Herzlichen Dank. - Meine Damen und Herren! Wir alle wissen, dass der Weg, den das Rettungsdienstgesetz in

dieser Legislaturperiode zurückgelegt hat, lang und mühsam war.

(Frau Bull, Linkspartei.PDS: Ach!)

Niemand in unserer Koalition hat es sich hierbei einfach gemacht.

(Herr Gallert, Linkspartei.PDS: Nein!)

Ich möchte alle Akteure im Rettungsdienst, die bewährten Hilfsorganisationen, die gewerblichen Rettungsdienstunternehmen, die Ärzte, die Landkreise und die Krankenkassen bitten, nein auffordern, dieses Gesetz anzunehmen und verantwortungsvoll umzusetzen. Wir werden von dem Willen getragen, die Versorgungsqualität und die Wirtschaftlichkeit zu verbessern. Das sind zwei Seiten derselben Medaille, die einander nicht ausschließen. - Ich danke Ihnen.

(Zustimmung bei der FDP, bei der CDU und von der Regierungsbank)

Frau Bull, Sie haben jetzt die Möglichkeit, Ihre Nachfrage zu stellen.

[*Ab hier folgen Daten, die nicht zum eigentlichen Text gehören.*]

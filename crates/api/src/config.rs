//! Process configuration, read once at startup from environment variables.
//!
//! | Variable | Default | Meaning |
//! |----------|---------|---------|
//! | `BIND_ADDR` | `0.0.0.0:8080` | listen address |
//! | `JWT_SECRET` | insecure dev secret (warns) | HS256 token secret |
//! | `USE_PERSISTENT_STORES` | `false` | `true` selects Postgres |
//! | `DATABASE_URL` | none | required when persistent |
//! | `DATABASE_MAX_CONNECTIONS` | `10` | pool size |
//!
//! `LOG_FORMAT` and `RUST_LOG` are read by `licensedesk-observability`.

use std::net::SocketAddr;

use thiserror::Error;

const DEFAULT_BIND_ADDR: &str = "0.0.0.0:8080";
const DEV_JWT_SECRET: &str = "dev-secret";
const DEFAULT_MAX_CONNECTIONS: u32 = 10;

#[derive(Debug, Error, PartialEq, Eq)]
pub enum ConfigError {
    #[error("invalid value for {var}: {reason}")]
    Invalid { var: &'static str, reason: String },

    #[error("{0} must be set when USE_PERSISTENT_STORES=true")]
    Missing(&'static str),
}

#[derive(Debug, Clone, PartialEq, Eq)]
pub enum StorageConfig {
    InMemory,
    Postgres {
        database_url: String,
        max_connections: u32,
    },
}

#[derive(Debug, Clone, PartialEq, Eq)]
pub struct ApiConfig {
    pub bind_addr: SocketAddr,
    pub jwt_secret: String,
    pub storage: StorageConfig,
}

impl ApiConfig {
    pub fn from_env() -> Result<Self, ConfigError> {
        Self::from_lookup(|var| std::env::var(var).ok())
    }

    /// Build from an arbitrary variable source (tests pass a map).
    pub fn from_lookup(lookup: impl Fn(&str) -> Option<String>) -> Result<Self, ConfigError> {
        let bind_addr = lookup("BIND_ADDR")
            .unwrap_or_else(|| DEFAULT_BIND_ADDR.to_string())
            .parse::<SocketAddr>()
            .map_err(|e| ConfigError::Invalid {
                var: "BIND_ADDR",
                reason: e.to_string(),
            })?;

        let jwt_secret = match lookup("JWT_SECRET").filter(|s| !s.is_empty()) {
            Some(secret) => secret,
            None => {
                tracing::warn!("JWT_SECRET not set; using insecure dev default");
                DEV_JWT_SECRET.to_string()
            }
        };

        let use_persistent = match lookup("USE_PERSISTENT_STORES") {
            Some(raw) => raw.trim().parse::<bool>().map_err(|e| ConfigError::Invalid {
                var: "USE_PERSISTENT_STORES",
                reason: e.to_string(),
            })?,
            None => false,
        };

        let storage = if use_persistent {
            let database_url = lookup("DATABASE_URL")
                .filter(|s| !s.is_empty())
                .ok_or(ConfigError::Missing("DATABASE_URL"))?;
            let max_connections = match lookup("DATABASE_MAX_CONNECTIONS") {
                Some(raw) => raw
                    .trim()
                    .parse::<u32>()
                    .ok()
                    .filter(|n| *n > 0)
                    .ok_or_else(|| ConfigError::Invalid {
                        var: "DATABASE_MAX_CONNECTIONS",
                        reason: format!("expected a positive integer, got '{raw}'"),
                    })?,
                None => DEFAULT_MAX_CONNECTIONS,
            };
            StorageConfig::Postgres {
                database_url,
                max_connections,
            }
        } else {
            StorageConfig::InMemory
        };

        Ok(Self {
            bind_addr,
            jwt_secret,
            storage,
        })
    }
}

#[cfg(test)]
mod tests {
    use super::*;
    use std::collections::HashMap;

    fn config(vars: &[(&str, &str)]) -> Result<ApiConfig, ConfigError> {
        let vars: HashMap<String, String> = vars
            .iter()
            .map(|(k, v)| (k.to_string(), v.to_string()))
            .collect();
        ApiConfig::from_lookup(|k| vars.get(k).cloned())
    }

    #[test]
    fn defaults_to_in_memory_on_port_8080() {
        let cfg = config(&[]).unwrap();
        assert_eq!(cfg.bind_addr.port(), 8080);
        assert_eq!(cfg.jwt_secret, DEV_JWT_SECRET);
        assert_eq!(cfg.storage, StorageConfig::InMemory);
    }

    #[test]
    fn persistent_requires_database_url() {
        assert_eq!(
            config(&[("USE_PERSISTENT_STORES", "true")]),
            Err(ConfigError::Missing("DATABASE_URL"))
        );

        let cfg = config(&[
            ("USE_PERSISTENT_STORES", "true"),
            ("DATABASE_URL", "postgres://localhost/licensedesk"),
            ("DATABASE_MAX_CONNECTIONS", "4"),
        ])
        .unwrap();
        assert_eq!(
            cfg.storage,
            StorageConfig::Postgres {
                database_url: "postgres://localhost/licensedesk".to_string(),
                max_connections: 4,
            }
        );
    }

    #[test]
    fn rejects_malformed_values() {
        assert!(matches!(
            config(&[("BIND_ADDR", "not-an-addr")]),
            Err(ConfigError::Invalid { var: "BIND_ADDR", .. })
        ));
        assert!(matches!(
            config(&[("USE_PERSISTENT_STORES", "yes")]),
            Err(ConfigError::Invalid { .. })
        ));
        assert!(matches!(
            config(&[
                ("USE_PERSISTENT_STORES", "true"),
                ("DATABASE_URL", "postgres://x"),
                ("DATABASE_MAX_CONNECTIONS", "0"),
            ]),
            Err(ConfigError::Invalid { .. })
        ));
    }
}
//! Infrastructure layer: persistence backends, activity log and the
//! lifecycle service that ties them to the domain crates.

pub mod activity;
pub mod lifecycle;
pub mod store;


pub use activity::{ActivityAction, ActivityEntry, Actor, SubjectKind};
pub use lifecycle::{InvoiceWithLicenses, LifecycleManager, ServiceError, ServiceResult};
pub use store::{
    ActivityFilter, ActivityPage, InMemoryStore, InvoiceFilter, LicenseFilter, Pagination,
    PostgresStore, Store, StoreError, StoreResult, StoreTx,
};
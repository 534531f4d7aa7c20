//! Bearer token verification.

use chrono::{DateTime, Utc};
use jsonwebtoken::{Algorithm, DecodingKey, EncodingKey, Header, Validation};

use crate::claims::{JwtClaims, TokenValidationError, validate_claims};

/// Verifies a raw bearer token and returns its claims.
pub trait JwtValidator: Send + Sync {
    fn validate(&self, token: &str, now: DateTime<Utc>) -> Result<JwtClaims, TokenValidationError>;
}

/// HMAC-SHA256 shared-secret validator.
///
/// Signature checking is delegated to `jsonwebtoken`; the time window is
/// checked with [`validate_claims`] against the caller-supplied `now` (the
/// library's own `exp` handling is disabled because the claims carry RFC 3339
/// timestamps).
pub struct Hs256JwtValidator {
    decoding: DecodingKey,
    encoding: EncodingKey,
    validation: Validation,
}

impl Hs256JwtValidator {
    pub fn new(secret: Vec<u8>) -> Self {
        let mut validation = Validation::new(Algorithm::HS256);
        validation.required_spec_claims.clear();
        validation.validate_exp = false;
        validation.validate_nbf = false;

        Self {
            decoding: DecodingKey::from_secret(&secret),
            encoding: EncodingKey::from_secret(&secret),
            validation,
        }
    }

    /// Sign claims with the same secret (dev tooling and tests).
    pub fn sign(&self, claims: &JwtClaims) -> Result<String, TokenValidationError> {
        jsonwebtoken::encode(&Header::new(Algorithm::HS256), claims, &self.encoding)
            .map_err(|e| TokenValidationError::Malformed(e.to_string()))
    }
}

impl JwtValidator for Hs256JwtValidator {
    fn validate(&self, token: &str, now: DateTime<Utc>) -> Result<JwtClaims, TokenValidationError> {
        let data = jsonwebtoken::decode::<JwtClaims>(token, &self.decoding, &self.validation)
            .map_err(|e| TokenValidationError::Malformed(e.to_string()))?;
        validate_claims(&data.claims, now)?;
        Ok(data.claims)
    }
}

#[cfg(test)]
mod tests {
    use super::*;
    use crate::{PrincipalId, Role};
    use chrono::Duration;

    fn claims(now: DateTime<Utc>) -> JwtClaims {
        JwtClaims {
            sub: PrincipalId::new(),
            roles: vec![Role::MANAGER],
            issued_at: now,
            expires_at: now + Duration::minutes(10),
        }
    }

    #[test]
    fn round_trips_signed_claims() {
        let validator = Hs256JwtValidator::new(b"secret".to_vec());
        let now = Utc::now();
        let c = claims(now);
        let token = validator.sign(&c).unwrap();
        assert_eq!(validator.validate(&token, now).unwrap(), c);
    }

    #[test]
    fn rejects_token_signed_with_other_secret() {
        let signer = Hs256JwtValidator::new(b"one".to_vec());
        let validator = Hs256JwtValidator::new(b"two".to_vec());
        let now = Utc::now();
        let token = signer.sign(&claims(now)).unwrap();
        assert!(matches!(
            validator.validate(&token, now),
            Err(TokenValidationError::Malformed(_))
        ));
    }

    #[test]
    fn rejects_expired_token_even_with_valid_signature() {
        let validator = Hs256JwtValidator::new(b"secret".to_vec());
        let now = Utc::now();
        let token = validator.sign(&claims(now)).unwrap();
        assert_eq!(
            validator.validate(&token, now + Duration::hours(1)),
            Err(TokenValidationError::Expired)
        );
    }
}
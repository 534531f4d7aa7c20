//! License/invoice lifecycle orchestration.
//!
//! `LifecycleManager` is the only writer of license status. Each public method
//! is one store transaction: status decisions come from
//! `licensedesk_licensing`, persistence from the injected [`Store`], and every
//! change is mirrored into the activity log before commit.

use std::sync::Arc;

use serde::Serialize;
use serde_json::json;
use thiserror::Error;
use tracing::{info, instrument};

use licensedesk_core::{Clock, DomainError, Entity, InvoiceId, LicenseId};
use licensedesk_invoicing::{Invoice, InvoiceChanges, InvoiceStatus, NewInvoice};
use licensedesk_licensing::{
    License, LicenseChanges, LicenseKey, LicenseStatus, NewLicense, StatusTransition,
    TransitionReason,
};

use crate::activity::{ActivityAction, ActivityEntry, Actor};
use crate::store::{
    ActivityFilter, ActivityPage, InvoiceFilter, LicenseFilter, Pagination, Store, StoreError,
    StoreTx,
};

#[derive(Debug, Error, Clone, PartialEq, Eq)]
pub enum ServiceError {
    #[error("{0} not found")]
    NotFound(String),

    #[error("validation failed: {0}")]
    Validation(String),

    #[error("conflict: {0}")]
    Conflict(String),

    #[error("persistence failure: {0}")]
    Persistence(#[source] StoreError),
}

pub type ServiceResult<T> = Result<T, ServiceError>;

impl From<DomainError> for ServiceError {
    fn from(err: DomainError) -> Self {
        match err {
            DomainError::NotFound(what) => ServiceError::NotFound(what),
            DomainError::Conflict(msg) => ServiceError::Conflict(msg),
            DomainError::Validation(msg)
            | DomainError::InvariantViolation(msg)
            | DomainError::InvalidId(msg) => ServiceError::Validation(msg),
        }
    }
}

impl From<StoreError> for ServiceError {
    fn from(err: StoreError) -> Self {
        match err {
            StoreError::Conflict(msg) => ServiceError::Conflict(msg),
            other => ServiceError::Persistence(other),
        }
    }
}

/// An invoice together with the ids of the licenses it funds.
#[derive(Debug, Clone, PartialEq, Eq, Serialize)]
pub struct InvoiceWithLicenses {
    pub invoice: Invoice,
    pub license_ids: Vec<LicenseId>,
}

#[derive(Clone)]
pub struct LifecycleManager {
    store: Arc<dyn Store>,
    clock: Arc<dyn Clock>,
}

Herr Kollege, ich würde gern auf Ihre Formulierung in Bezug auf die so genannten abstrusen Großkreise abheben.

In Ihrem Entwurf ist in § 5 vorgesehen, dass durch Verordnung der Landesregierung ab dem Jahr 2008 größere Rettungsdienstbereiche verordnet werden sollen. An welche Größen haben Sie denn dabei so gedacht?

Dann hätte ich gern gewusst: Wie wird sich das mit den elf Landkreisen plus drei Städten, die sozusagen Ihre Form von Gebietsreform hervorgebracht hat, vertragen?

Diese Frage möchte ich sehr gern beantworten. Das ist zum einen ein politisches Problem. Wir, die Koalition, haben natürlich Vorstellungen dahin gehend entwickelt, wie die Landkreise in der Zukunft aussehen sollen. Diese decken sich natürlicherweise nicht mit den Vorstellungen, die Sie entwickelt haben.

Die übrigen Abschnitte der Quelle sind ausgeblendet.